By the time of the New Testament, the city of Jerusalem was so odious to God, that she couldn’t even detect her own moral stench. With lying lips, and hearts far from God (Matthew 15:8-9), she not only persisted in her murderous rage (Matthew 14:1-12; 23:29-33), but she was increasingly opposed to God’s own Son. As a result, Jesus tells His disciples that the keys of God’s Kingdom would be removed from her (Matthew 16:13-20) and that some of them would be alive to see her downfall (Matthew 16:28).
When Jesus entered the city of Jerusalem, during His triumphal entry in AD 30, it was surely for the salvation of His people. But, as Malachi predicted, He also came for the judgment and destruction of Jerusalem.
In the weeks ahead, we will narrow our focus to the final week of Jesus’ life and look at the events happening in Matthew chapters 21-24. In these chapters, we will see how Jerusalem will be punished for her crimes against God and we will gain a clearer understanding of eschatology than we have ever had before. Today, we will focus on Matthew 21 and the cursed city of Jerusalem.

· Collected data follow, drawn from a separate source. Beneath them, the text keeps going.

//! HTTP API surface for the booking system.
//!
//! Thin, non-core layer over the orchestrator: create, list-with-filters,
//! get-by-id, cancel, and get-status, with structured logging (tracing) and
//! Prometheus metrics.

pub mod config;
pub mod error;
pub mod routes;

use std::sync::Arc;

use axum::Router;
use axum::routing::{get, post, put};
use booking_store::{BookingStore, InMemoryBookingStore};
use metrics_exporter_prometheus::PrometheusHandle;
use orchestrator::{
    BookingCoordinator, FlightInventoryService, InMemoryFlightInventory,
    InMemoryNotificationService, InMemoryPaymentService, TaskQueue, TaskRunner,
};
use seat_lock::{InMemorySeatLock, SeatLockManager};
use tower_http::cors::{Any, CorsLayer};
use tower_http::trace::TraceLayer;

pub use config::Config;
use routes::bookings::AppState;

/// Creates the Axum application router with all routes and shared state.
pub fn create_app<L, B, F>(state: Arc<AppState<L, B, F>>, metrics_handle: PrometheusHandle) -> Router
where
    L: SeatLockManager + 'static,
    B: BookingStore + 'static,
    F: FlightInventoryService + 'static,
{
    let metrics_router = Router::new()
        .route("/metrics", get(routes::metrics::get))
        .with_state(metrics_handle);

    Router::new()
        .route("/health", get(routes::health::check))
        .route("/bookings", post(routes::bookings::create::<L, B, F>))
        .route("/bookings", get(routes::bookings::list::<L, B, F>))
        .route("/bookings/{id}", get(routes::bookings::get::<L, B, F>))
        .route(
            "/bookings/{id}/cancel",
            put(routes::bookings::cancel::<L, B, F>),
        )
        .route(
            "/bookings/{id}/status",
            get(routes::bookings::status::<L, B, F>),
        )
        .with_state(state)
        .merge(metrics_router)
        .layer(
            CorsLayer::new()
                .allow_origin(Any)
                .allow_methods(Any)
                .allow_headers(Any),
        )
        .layer(TraceLayer::new_for_http())
}

/// In-memory collaborators and stores wired together, for tests and local
/// runs without external services. Returns the state, the inventory double
/// (so callers can seed flights), and the runner's join handle.
pub fn create_default_state() -> (
    Arc<AppState<InMemorySeatLock, InMemoryBookingStore, InMemoryFlightInventory>>,
    InMemoryFlightInventory,
    tokio::task::JoinHandle<()>,
) {
    let locks = InMemorySeatLock::new();
    let store = InMemoryBookingStore::new();
    let inventory = InMemoryFlightInventory::new();

    let (tasks, task_rx) = TaskQueue::new();
    let runner = TaskRunner::new(
        store.clone(),
        InMemoryPaymentService::new(),
        InMemoryNotificationService::new(),
    );
    let runner_handle = runner.spawn(task_rx);

    let coordinator = BookingCoordinator::new(locks, store, inventory.clone(), tasks);
    let state = Arc::new(AppState { coordinator });

    (state, inventory, runner_handle)
}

Day 1: A Procession of Joy and Judgment
Matthew 21 opens with Jesus, the true Davidic King, preparing to ride into the royal city on the back of a donkey. At that time, kings would only ride upon horses if they were going out to war. But, if they approached a city in peace, they would ride on a far less threatening mode of transportation, which was the mule or a donkey.
This is especially true during the Israelite changing of the guard ceremonies that became a tradition at the time of David. Per David’s command, Solomon (his son) would be anointed for the office with oil by the High Priest of Israel. He would then ride into the capital city on the back of a donkey, and as he rode a procession of important people would follow him singing and chanting “Long live the King”. By the time he and the procession arrived at the city of Jerusalem, where Solomon would sit upon his father’s throne, the entire city was in a joyful uproar (1 Kings 1:38-40).
Since John tells us that Jesus was anointed with oil just before His triumphal entry (John 12:1-8) and since Luke tells us that He rode into the city with a crowd of people singing “Blessed is the King who comes in the name of the Lord;” (Luke 19:37-38), and since Matthew tells us that the city was stirred up upon His arrival (Matthew 21:10) there can be no doubt Jesus was coming as King to set up His Kingdom. Whether the people understood the ramifications of His coming or not, matters very little. Jesus saw Himself as the true Solomon, the true son of David, who was coming to establish His Kingdom.
If there was any doubt about this interpretation, Matthew Himself clears it up for us, by quoting from Zechariah 9:9, which says:
Rejoice greatly, O daughter of Zion! Shout in triumph, O daughter of Jerusalem! Behold, your king is coming to you; He is just and endowed with salvation, Humble, and mounted on a donkey, Even on a colt, the foal of a donkey.
From this quotation alone we can see how Jesus is the long-awaited messianic King. He is the one who came to Jerusalem that day, in order to provide salvation for His people and to bring them into His Kingdom of peace. But, what we must not miss, is how the context of Zechariah 9 also says much about this King coming in judgment.